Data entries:
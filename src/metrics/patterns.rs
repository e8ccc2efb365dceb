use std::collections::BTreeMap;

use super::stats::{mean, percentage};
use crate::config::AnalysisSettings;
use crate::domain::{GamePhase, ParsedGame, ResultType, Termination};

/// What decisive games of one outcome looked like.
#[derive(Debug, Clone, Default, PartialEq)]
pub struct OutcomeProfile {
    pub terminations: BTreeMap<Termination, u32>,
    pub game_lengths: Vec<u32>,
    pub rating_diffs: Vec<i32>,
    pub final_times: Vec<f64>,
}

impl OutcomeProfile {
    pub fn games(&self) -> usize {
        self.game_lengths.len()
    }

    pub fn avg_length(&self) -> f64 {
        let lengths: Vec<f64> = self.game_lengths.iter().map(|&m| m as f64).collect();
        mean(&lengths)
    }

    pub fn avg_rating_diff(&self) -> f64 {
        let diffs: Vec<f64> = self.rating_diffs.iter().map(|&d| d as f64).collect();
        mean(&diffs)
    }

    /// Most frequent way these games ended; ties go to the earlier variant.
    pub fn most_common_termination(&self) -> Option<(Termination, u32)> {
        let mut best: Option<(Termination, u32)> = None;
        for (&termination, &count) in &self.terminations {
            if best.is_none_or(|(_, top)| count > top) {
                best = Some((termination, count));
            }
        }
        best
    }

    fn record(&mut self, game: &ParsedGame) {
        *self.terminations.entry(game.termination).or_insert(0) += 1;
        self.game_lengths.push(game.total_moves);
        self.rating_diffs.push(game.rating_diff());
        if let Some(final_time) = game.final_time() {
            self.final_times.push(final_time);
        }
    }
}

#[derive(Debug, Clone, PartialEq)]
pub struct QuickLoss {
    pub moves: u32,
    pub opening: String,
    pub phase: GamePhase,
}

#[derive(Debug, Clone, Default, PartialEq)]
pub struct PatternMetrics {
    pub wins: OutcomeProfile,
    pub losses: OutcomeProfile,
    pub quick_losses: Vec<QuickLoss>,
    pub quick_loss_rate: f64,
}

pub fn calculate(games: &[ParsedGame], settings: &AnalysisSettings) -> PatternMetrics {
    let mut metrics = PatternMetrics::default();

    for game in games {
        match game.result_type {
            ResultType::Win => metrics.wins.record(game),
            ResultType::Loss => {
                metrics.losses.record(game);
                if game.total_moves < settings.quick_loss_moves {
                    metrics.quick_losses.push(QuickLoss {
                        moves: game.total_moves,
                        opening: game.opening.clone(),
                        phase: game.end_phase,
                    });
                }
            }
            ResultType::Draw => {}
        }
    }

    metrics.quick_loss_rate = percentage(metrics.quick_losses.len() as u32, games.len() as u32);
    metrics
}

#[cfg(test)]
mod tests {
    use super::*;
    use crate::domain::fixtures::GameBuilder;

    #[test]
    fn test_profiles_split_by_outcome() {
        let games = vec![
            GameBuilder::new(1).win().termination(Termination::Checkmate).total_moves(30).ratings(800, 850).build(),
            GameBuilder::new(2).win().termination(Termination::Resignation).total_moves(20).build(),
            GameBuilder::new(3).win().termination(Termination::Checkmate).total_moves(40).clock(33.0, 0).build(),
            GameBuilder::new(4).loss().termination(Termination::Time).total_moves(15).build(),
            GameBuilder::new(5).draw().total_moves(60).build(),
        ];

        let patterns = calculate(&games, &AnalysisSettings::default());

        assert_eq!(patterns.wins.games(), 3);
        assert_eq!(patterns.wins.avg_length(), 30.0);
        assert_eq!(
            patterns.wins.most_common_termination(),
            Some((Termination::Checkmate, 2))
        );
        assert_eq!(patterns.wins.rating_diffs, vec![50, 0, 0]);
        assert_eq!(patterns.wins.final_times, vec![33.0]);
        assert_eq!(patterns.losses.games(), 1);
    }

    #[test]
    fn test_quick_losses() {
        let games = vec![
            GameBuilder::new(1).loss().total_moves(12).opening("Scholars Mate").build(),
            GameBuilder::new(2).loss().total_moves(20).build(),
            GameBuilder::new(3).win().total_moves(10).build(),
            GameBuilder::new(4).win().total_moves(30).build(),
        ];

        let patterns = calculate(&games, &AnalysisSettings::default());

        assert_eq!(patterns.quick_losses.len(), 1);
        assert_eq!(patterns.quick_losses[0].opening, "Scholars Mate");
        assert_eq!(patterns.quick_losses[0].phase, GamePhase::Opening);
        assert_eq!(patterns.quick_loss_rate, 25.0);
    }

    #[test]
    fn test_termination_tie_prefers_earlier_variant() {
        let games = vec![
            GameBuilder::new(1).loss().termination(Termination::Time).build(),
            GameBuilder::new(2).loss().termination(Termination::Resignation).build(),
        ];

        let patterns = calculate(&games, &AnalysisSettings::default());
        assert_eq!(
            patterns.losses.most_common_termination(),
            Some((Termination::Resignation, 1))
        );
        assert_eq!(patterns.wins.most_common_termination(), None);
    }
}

_What this task involves_:
Respond with nothing but the number of lines in the entries that contain the string "Some".

_Finished task_:
4